Technology News ,World :- Scientists have unveiled a groundbreaking method to combat cancer by harnessing the power of molecular jackhammers. Researchers from Rice University, Texas A&M University, and the University of Texas discovered that stimulating aminocyanine molecules with near-infrared light causes them to vibrate in unison, effectively rupturing the membranes of cancer cells.
Aminocyanine molecules, commonly employed in bioimaging as synthetic dyes, have proven stability in water and are adept at binding to the exteriors of cells. In a significant advancement over previous cancer-killing molecular machines, such as Feringa-type motors, these molecular jackhammers exhibit mechanical motion over one million times faster and can be activated with near-infrared light instead of visible light, according to chemist James Tour from Rice University.
The utilization of near-infrared light is pivotal as it facilitates deeper penetration into the body, potentially allowing the treatment of cancer in bones and organs without resorting to surgery. In experiments on cultured cancer cells, the molecular jackhammer approach achieved an impressive 99 percent success rate in destroying the cells. Furthermore, tests on mice with melanoma tumors resulted in half of the animals becoming cancer-free.
The unique structure and chemical properties of aminocyanine molecules enable them to synchronize with the right stimulus, such as near-infrared light.
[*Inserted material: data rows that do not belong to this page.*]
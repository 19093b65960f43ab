use ratatui::prelude::*;
use ratatui::widgets::{Block, Clear, Paragraph};

use crate::app::{ConversionStatus, CopyAcknowledgement, Model, ViewMode};

use super::style::Theme;
use super::{
    COPIED_LABEL, CONVERTING_LABEL, EDITOR_WIDTH_PERCENT, INPUT_TITLE, MAX_DIAGNOSTIC_ROWS,
    OUTPUT_PLACEHOLDER, OUTPUT_TITLE, overlays, status,
};

/// Screen regions, shared by rendering and mouse hit-testing.
#[derive(Debug, Clone, Copy, PartialEq, Eq)]
pub struct AppLayout {
    /// Input pane including its border
    pub editor: Rect,
    /// Gutter and source text inside the input pane
    pub editor_text: Rect,
    /// Error and warning panel under the input pane; zero-sized when empty
    pub diagnostics: Rect,
    /// Output pane including its border
    pub output: Rect,
    /// Preview or code text inside the output pane
    pub output_text: Rect,
    pub status: Rect,
}

/// Split `area` into panes; `diagnostic_count` sizes the panel under the editor.
pub fn app_layout(area: Rect, diagnostic_count: usize) -> AppLayout {
    let [main, status] =
        Layout::vertical([Constraint::Min(0), Constraint::Length(1)]).areas(area);
    let [left, output] = Layout::horizontal([
        Constraint::Percentage(EDITOR_WIDTH_PERCENT),
        Constraint::Percentage(100 - EDITOR_WIDTH_PERCENT),
    ])
    .areas(main);

    let diagnostic_rows = if diagnostic_count == 0 {
        0
    } else {
        u16::try_from(diagnostic_count)
            .unwrap_or(u16::MAX)
            .min(MAX_DIAGNOSTIC_ROWS)
            + 2
    };
    let [editor, diagnostics] =
        Layout::vertical([Constraint::Min(0), Constraint::Length(diagnostic_rows)]).areas(left);

    AppLayout {
        editor,
        editor_text: Block::bordered().inner(editor),
        diagnostics,
        output,
        output_text: Block::bordered().inner(output),
        status,
    }
}

/// Render the complete UI.
pub fn render(model: &mut Model, frame: &mut Frame) {
    let area = frame.area();
    model.terminal_size = (area.width, area.height);
    model.sync_layout(area);

    let theme = Theme::current();
    let layout = app_layout(area, model.diagnostic_count());

    render_editor(model, frame, &layout, &theme);
    if layout.diagnostics.height > 0 {
        render_diagnostics(model, frame, layout.diagnostics, &theme);
    }
    render_output(model, frame, &layout, &theme);
    status::render_status_bar(model, frame, layout.status, &theme);

    if model.help_visible {
        overlays::render_help_overlay(model, frame, area);
    }
}

fn render_editor(model: &Model, frame: &mut Frame, layout: &AppLayout, theme: &Theme) {
    let block = Block::bordered()
        .title(format!(" {INPUT_TITLE} "))
        .border_style(theme.border);
    frame.render_widget(Clear, layout.editor);
    frame.render_widget(block, layout.editor);

    let text_area = layout.editor_text;
    let buf = &model.editor;
    let total_lines = buf.line_count();
    let gutter = editor_gutter_width(total_lines);
    let content_width = text_area.width.saturating_sub(gutter);
    let h_offset = editor_h_offset(model, content_width);
    let visible_cols = usize::from(content_width);
    let cursor = buf.cursor();

    let start = model.editor_scroll_offset;
    let end = (start + usize::from(text_area.height)).min(total_lines);

    let mut content: Vec<Line> = Vec::with_capacity(end.saturating_sub(start));
    for line_idx in start..end {
        let line_text = buf.line_at(line_idx).unwrap_or_default();
        let number = format!(
            "{:>width$} ",
            line_idx + 1,
            width = usize::from(gutter.saturating_sub(1))
        );
        let mut spans = vec![Span::styled(number, theme.gutter)];

        let chars: Vec<char> = line_text
            .chars()
            .skip(h_offset)
            .take(visible_cols)
            .collect();
        if line_idx == cursor.line {
            let cursor_col = line_text[..cursor.col.min(line_text.len())]
                .chars()
                .count()
                .saturating_sub(h_offset);
            let before: String = chars.iter().take(cursor_col).collect();
            let under = chars.get(cursor_col).map_or_else(|| " ".to_string(), char::to_string);
            let after: String = chars.iter().skip(cursor_col + 1).collect();
            if !before.is_empty() {
                spans.push(Span::raw(before));
            }
            spans.push(Span::styled(under, theme.cursor));
            if !after.is_empty() {
                spans.push(Span::raw(after));
            }
        } else {
            spans.push(Span::raw(chars.into_iter().collect::<String>()));
        }
        content.push(Line::from(spans));
    }

    frame.render_widget(Paragraph::new(content), text_area);
}

fn render_diagnostics(model: &Model, frame: &mut Frame, area: Rect, theme: &Theme) {
    let (title, style) = if model.error().is_empty() {
        (format!(" Warnings ({}) ", model.warnings().len()), theme.warning)
    } else {
        (" Error ".to_string(), theme.error)
    };
    let lines: Vec<Line> = model
        .error()
        .lines()
        .map(|line| Line::styled(line.to_string(), theme.error))
        .chain(
            model
                .warnings()
                .iter()
                .map(|warning| Line::styled(format!("- {warning}"), theme.warning)),
        )
        .collect();

    let block = Block::bordered()
        .title(title)
        .border_style(style)
        .title_style(style);
    frame.render_widget(Clear, area);
    frame.render_widget(Paragraph::new(lines).block(block), area);
}

fn render_output(model: &Model, frame: &mut Frame, layout: &AppLayout, theme: &Theme) {
    let mut badges: Vec<Span> = Vec::new();
    if model.status() == ConversionStatus::InFlight {
        badges.push(Span::styled(format!(" {CONVERTING_LABEL} "), theme.busy));
    }
    if model.copy_acknowledgement() == CopyAcknowledgement::Copied {
        badges.push(Span::styled(format!(" {COPIED_LABEL} "), theme.copied));
    }
    for mode in [ViewMode::Preview, ViewMode::Code] {
        let style = if mode == model.view_mode {
            theme.mode_active
        } else {
            theme.mode_inactive
        };
        badges.push(Span::styled(format!(" {} ", mode.label()), style));
    }
    badges.push(Span::raw(" "));

    let block = Block::bordered()
        .title(format!(" {OUTPUT_TITLE} "))
        .title(Line::from(badges).right_aligned())
        .border_style(theme.border);
    frame.render_widget(Clear, layout.output);
    frame.render_widget(block, layout.output);

    let text_area = layout.output_text;
    if !model.has_output() {
        let placeholder = Paragraph::new(Line::styled(OUTPUT_PLACEHOLDER, theme.placeholder))
            .alignment(Alignment::Center);
        let middle = Rect {
            y: text_area.y + text_area.height / 2,
            height: text_area.height.min(1),
            ..text_area
        };
        frame.render_widget(placeholder, middle);
        return;
    }

    let range = model.output_viewport.visible_range();
    let lines: Vec<Line> = match model.view_mode {
        ViewMode::Preview => model
            .preview_lines()
            .get(range)
            .unwrap_or_default()
            .iter()
            .map(|line| Line::raw(line.as_str()))
            .collect(),
        ViewMode::Code => model
            .code_lines()
            .get(range)
            .unwrap_or_default()
            .to_vec(),
    };
    frame.render_widget(Paragraph::new(lines), text_area);
}

/// Width of the line number gutter, including its trailing space.
pub const fn editor_gutter_width(total_lines: usize) -> u16 {
    line_number_width(total_lines) + 1
}

/// Columns the editor is scrolled right so the cursor stays in view.
pub fn editor_h_offset(model: &Model, content_width: u16) -> usize {
    let width = usize::from(content_width);
    if width == 0 {
        return 0;
    }
    let cursor = model.editor.cursor();
    let line = model.editor.line_at(cursor.line).unwrap_or_default();
    let cursor_col = line[..cursor.col.min(line.len())].chars().count();
    if cursor_col >= width {
        cursor_col + 1 - width
    } else {
        0
    }
}

/// Calculate the width needed for line numbers.
pub const fn line_number_width(total_lines: usize) -> u16 {
    if total_lines < 10 {
        1
    } else if total_lines < 100 {
        2
    } else if total_lines < 1_000 {
        3
    } else if total_lines < 10_000 {
        4
    } else if total_lines < 100_000 {
        5
    } else {
        6
    }
}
When set in motion, the electrons within these molecules generate plasmons—collectively vibrating entities driving movement across the entire molecule.
Chemist Ciceron Ayala-Orozco from Rice University emphasizes the significance of this discovery, highlighting that its the first instance of a molecular plasmon being utilized to excite the entire molecule and produce mechanical action to dismantle cancer cell membranes.
The plasmons, equipped with an arm on one side, establish connections between the molecules and cancer cell membranes. The ensuing vibrations then contribute to breaking apart the membranes. While the research is still in its early stages, these initial findings hold great promise.
The simplicity of this biomechanical technique also makes it challenging for cancer cells to develop effective defenses. Moving forward, researchers are exploring other types of molecules that can be employed in a similar fashion. In essence, this study represents a groundbreaking approach to cancer treatment, employing mechanical forces at the molecular scale to combat the disease.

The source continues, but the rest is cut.